TRY IT
Until you reach the line containing "Output format selector", reproduce each line of the listing exactly, please, and include that line as well.

EXTRACTED ENTRIES
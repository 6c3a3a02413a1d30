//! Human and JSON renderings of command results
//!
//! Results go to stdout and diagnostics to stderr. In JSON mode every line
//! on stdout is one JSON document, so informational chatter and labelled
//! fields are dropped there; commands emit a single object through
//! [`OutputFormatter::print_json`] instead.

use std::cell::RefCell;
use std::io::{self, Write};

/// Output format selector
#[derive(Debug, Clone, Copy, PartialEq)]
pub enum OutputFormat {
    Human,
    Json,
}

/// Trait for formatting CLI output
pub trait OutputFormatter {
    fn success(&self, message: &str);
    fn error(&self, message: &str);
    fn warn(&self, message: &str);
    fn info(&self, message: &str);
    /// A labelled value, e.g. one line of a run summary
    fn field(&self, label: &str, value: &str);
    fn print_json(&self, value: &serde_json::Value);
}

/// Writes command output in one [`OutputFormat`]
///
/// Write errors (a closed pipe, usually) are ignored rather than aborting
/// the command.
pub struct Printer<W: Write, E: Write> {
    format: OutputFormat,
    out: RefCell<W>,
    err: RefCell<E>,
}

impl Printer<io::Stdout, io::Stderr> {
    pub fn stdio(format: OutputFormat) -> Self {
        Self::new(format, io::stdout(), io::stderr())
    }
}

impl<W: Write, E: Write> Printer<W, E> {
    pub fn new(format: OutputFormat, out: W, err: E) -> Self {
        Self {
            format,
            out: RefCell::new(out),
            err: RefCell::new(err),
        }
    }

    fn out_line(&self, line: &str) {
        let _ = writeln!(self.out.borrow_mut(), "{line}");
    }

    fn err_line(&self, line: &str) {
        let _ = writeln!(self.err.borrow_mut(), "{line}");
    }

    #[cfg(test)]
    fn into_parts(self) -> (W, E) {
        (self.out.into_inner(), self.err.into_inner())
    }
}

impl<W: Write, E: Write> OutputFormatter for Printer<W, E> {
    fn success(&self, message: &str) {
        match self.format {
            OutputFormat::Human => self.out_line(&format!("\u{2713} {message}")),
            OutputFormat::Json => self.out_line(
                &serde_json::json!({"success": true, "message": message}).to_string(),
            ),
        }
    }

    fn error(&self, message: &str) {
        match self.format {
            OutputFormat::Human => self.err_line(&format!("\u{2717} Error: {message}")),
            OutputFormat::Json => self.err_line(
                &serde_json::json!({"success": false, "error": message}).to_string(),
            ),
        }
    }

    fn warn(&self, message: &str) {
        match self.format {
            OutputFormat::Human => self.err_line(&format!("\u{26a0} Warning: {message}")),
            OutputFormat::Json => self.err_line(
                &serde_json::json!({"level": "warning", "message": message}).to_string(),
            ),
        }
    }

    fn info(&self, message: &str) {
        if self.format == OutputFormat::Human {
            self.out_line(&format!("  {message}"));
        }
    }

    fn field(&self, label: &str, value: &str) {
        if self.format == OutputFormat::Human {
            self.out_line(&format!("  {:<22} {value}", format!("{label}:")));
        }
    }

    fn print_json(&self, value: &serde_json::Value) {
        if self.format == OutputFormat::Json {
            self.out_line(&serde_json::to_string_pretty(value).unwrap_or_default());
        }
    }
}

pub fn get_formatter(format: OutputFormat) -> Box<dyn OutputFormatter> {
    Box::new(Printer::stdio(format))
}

EXPECTED ANSWER
repository 6c3a3a02413a1d30
//! Human and JSON renderings of command results
//!
//! Results go to stdout and diagnostics to stderr. In JSON mode every line
//! on stdout is one JSON document, so informational chatter and labelled
//! fields are dropped there; commands emit a single object through
//! [`OutputFormatter::print_json`] instead.

use std::cell::RefCell;
use std::io::{self, Write};

/// Output format selector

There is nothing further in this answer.